Available records:
^^^^^^^^^^^^^^^^

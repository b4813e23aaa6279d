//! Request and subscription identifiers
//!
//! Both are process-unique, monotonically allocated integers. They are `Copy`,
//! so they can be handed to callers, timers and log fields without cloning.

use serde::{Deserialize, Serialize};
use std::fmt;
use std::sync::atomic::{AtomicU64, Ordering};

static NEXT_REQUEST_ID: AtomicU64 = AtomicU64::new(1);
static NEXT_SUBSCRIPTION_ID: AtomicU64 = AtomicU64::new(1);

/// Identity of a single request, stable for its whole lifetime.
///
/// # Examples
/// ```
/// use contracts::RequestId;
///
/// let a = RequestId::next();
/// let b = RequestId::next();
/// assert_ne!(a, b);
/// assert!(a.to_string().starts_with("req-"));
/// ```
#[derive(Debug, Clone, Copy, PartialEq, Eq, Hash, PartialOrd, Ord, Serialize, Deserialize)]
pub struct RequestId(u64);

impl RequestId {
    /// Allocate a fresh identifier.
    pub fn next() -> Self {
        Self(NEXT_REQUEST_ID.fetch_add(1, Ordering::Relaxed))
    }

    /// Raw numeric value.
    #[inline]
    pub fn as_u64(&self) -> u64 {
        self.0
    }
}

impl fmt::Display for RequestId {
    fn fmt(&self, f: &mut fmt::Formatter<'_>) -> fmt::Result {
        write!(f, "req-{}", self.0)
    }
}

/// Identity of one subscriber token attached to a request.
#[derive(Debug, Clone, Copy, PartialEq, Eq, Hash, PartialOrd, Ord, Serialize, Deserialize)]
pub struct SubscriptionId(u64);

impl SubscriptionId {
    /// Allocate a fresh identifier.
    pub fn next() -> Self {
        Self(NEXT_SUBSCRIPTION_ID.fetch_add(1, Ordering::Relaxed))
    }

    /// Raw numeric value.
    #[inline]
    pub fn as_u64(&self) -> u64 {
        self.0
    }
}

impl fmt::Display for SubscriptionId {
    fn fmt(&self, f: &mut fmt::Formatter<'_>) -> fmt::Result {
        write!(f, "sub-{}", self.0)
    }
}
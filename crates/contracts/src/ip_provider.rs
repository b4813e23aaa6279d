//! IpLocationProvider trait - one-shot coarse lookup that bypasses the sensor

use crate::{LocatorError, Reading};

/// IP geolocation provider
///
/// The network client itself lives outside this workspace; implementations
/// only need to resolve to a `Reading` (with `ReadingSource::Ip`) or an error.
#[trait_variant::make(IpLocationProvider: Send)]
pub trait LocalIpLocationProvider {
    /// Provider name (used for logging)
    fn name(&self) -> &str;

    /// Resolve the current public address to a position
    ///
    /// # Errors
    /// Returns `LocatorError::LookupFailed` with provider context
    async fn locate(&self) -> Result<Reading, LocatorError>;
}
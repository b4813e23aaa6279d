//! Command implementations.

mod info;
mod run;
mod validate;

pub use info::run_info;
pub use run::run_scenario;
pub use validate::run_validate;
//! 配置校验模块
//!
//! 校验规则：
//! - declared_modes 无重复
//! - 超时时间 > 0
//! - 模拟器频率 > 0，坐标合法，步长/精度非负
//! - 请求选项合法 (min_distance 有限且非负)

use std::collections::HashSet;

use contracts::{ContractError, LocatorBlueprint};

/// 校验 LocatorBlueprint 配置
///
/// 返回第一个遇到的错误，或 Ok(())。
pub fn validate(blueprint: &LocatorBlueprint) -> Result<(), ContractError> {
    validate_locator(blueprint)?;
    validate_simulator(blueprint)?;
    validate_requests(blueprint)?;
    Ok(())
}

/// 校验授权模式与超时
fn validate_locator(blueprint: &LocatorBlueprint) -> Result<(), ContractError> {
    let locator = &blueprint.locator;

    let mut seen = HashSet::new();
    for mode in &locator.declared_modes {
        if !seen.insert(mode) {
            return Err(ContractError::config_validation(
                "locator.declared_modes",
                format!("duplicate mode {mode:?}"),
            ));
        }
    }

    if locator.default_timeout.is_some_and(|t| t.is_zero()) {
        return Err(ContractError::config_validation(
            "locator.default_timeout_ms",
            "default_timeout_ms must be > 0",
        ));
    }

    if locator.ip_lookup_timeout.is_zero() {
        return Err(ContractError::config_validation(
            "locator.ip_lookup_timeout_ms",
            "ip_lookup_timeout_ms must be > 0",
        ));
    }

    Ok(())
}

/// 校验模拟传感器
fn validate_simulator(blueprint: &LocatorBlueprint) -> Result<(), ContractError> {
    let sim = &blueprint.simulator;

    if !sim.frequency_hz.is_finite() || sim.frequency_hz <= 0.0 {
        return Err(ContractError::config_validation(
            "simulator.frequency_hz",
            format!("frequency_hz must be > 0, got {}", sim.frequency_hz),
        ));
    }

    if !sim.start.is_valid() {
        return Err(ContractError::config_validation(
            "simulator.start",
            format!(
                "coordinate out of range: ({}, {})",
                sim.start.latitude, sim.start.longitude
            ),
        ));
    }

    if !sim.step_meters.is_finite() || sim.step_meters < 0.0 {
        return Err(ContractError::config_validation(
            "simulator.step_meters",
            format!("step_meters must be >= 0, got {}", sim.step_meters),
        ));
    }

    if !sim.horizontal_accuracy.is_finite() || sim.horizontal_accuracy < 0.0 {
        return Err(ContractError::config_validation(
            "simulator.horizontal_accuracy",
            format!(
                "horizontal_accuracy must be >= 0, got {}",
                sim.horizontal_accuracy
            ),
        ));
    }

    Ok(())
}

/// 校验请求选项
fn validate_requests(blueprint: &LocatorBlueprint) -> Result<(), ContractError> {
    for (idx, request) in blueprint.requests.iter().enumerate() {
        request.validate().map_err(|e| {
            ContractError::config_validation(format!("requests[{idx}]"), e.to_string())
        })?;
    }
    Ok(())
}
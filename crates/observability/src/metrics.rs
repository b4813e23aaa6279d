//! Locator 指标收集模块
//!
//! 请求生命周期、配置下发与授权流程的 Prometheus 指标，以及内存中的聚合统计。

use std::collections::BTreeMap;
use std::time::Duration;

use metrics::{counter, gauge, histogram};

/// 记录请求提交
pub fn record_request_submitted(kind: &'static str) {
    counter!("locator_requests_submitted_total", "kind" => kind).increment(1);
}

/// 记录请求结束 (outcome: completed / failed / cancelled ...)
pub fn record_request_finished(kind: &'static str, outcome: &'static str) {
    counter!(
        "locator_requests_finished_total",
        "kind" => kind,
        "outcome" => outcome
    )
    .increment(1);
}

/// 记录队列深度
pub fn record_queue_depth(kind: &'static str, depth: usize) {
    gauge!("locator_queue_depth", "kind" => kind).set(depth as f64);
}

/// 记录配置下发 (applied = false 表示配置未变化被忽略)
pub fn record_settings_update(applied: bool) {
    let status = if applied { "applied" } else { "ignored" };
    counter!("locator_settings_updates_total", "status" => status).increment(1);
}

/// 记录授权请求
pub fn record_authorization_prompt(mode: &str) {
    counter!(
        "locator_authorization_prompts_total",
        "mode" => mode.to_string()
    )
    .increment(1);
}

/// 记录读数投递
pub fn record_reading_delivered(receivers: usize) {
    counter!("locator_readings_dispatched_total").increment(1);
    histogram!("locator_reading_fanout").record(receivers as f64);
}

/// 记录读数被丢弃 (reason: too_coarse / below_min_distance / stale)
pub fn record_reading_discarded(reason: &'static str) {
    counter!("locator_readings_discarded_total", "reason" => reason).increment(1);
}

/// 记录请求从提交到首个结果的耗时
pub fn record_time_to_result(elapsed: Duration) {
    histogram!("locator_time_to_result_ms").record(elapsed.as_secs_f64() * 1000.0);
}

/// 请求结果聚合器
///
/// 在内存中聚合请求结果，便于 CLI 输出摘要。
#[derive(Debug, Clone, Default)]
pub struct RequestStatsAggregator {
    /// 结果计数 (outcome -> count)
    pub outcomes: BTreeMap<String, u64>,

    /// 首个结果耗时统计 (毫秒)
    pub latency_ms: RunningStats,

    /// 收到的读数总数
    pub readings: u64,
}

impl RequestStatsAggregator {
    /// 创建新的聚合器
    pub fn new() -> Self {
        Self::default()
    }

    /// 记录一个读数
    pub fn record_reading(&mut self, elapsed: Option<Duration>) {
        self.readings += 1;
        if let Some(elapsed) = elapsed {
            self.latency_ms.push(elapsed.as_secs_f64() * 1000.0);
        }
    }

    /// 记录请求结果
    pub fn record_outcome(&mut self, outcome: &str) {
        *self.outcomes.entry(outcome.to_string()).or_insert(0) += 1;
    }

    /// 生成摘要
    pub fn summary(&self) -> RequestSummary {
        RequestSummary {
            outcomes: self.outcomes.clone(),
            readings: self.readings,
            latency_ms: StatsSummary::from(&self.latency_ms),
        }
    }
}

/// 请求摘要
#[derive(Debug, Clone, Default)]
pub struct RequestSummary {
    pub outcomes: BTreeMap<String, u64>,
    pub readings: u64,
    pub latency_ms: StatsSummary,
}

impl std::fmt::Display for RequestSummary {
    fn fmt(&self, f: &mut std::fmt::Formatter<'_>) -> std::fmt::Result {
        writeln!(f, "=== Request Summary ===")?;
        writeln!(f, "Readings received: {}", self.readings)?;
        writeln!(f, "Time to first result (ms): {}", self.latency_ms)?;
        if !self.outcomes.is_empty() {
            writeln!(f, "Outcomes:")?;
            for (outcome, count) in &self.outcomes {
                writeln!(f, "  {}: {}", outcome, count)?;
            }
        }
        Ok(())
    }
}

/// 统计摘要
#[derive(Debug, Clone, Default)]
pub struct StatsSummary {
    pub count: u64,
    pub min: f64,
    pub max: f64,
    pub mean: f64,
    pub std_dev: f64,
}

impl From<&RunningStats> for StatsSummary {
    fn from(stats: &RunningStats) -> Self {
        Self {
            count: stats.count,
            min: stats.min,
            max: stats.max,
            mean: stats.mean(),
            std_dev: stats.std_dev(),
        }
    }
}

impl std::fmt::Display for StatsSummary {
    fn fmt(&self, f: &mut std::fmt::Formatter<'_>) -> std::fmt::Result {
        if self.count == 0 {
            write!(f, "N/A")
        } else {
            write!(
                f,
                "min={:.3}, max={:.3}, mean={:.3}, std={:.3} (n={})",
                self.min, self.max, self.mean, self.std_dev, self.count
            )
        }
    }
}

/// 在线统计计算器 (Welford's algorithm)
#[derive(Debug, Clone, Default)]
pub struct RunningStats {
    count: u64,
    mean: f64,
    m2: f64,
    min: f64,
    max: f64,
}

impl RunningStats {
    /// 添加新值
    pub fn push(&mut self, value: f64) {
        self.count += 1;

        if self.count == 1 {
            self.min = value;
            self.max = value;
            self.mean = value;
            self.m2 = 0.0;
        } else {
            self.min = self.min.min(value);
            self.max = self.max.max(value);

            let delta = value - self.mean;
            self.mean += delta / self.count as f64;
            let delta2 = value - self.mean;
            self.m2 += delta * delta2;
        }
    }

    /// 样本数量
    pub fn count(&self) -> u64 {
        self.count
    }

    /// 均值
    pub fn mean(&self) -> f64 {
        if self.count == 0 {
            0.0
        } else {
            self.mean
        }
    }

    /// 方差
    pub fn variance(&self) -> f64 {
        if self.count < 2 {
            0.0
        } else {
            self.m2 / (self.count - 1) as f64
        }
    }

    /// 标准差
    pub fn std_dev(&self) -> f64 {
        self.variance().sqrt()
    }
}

^^^^^^^^^^^^^^^^

Only the number is wanted: how many lines in the listing hold "value"?

10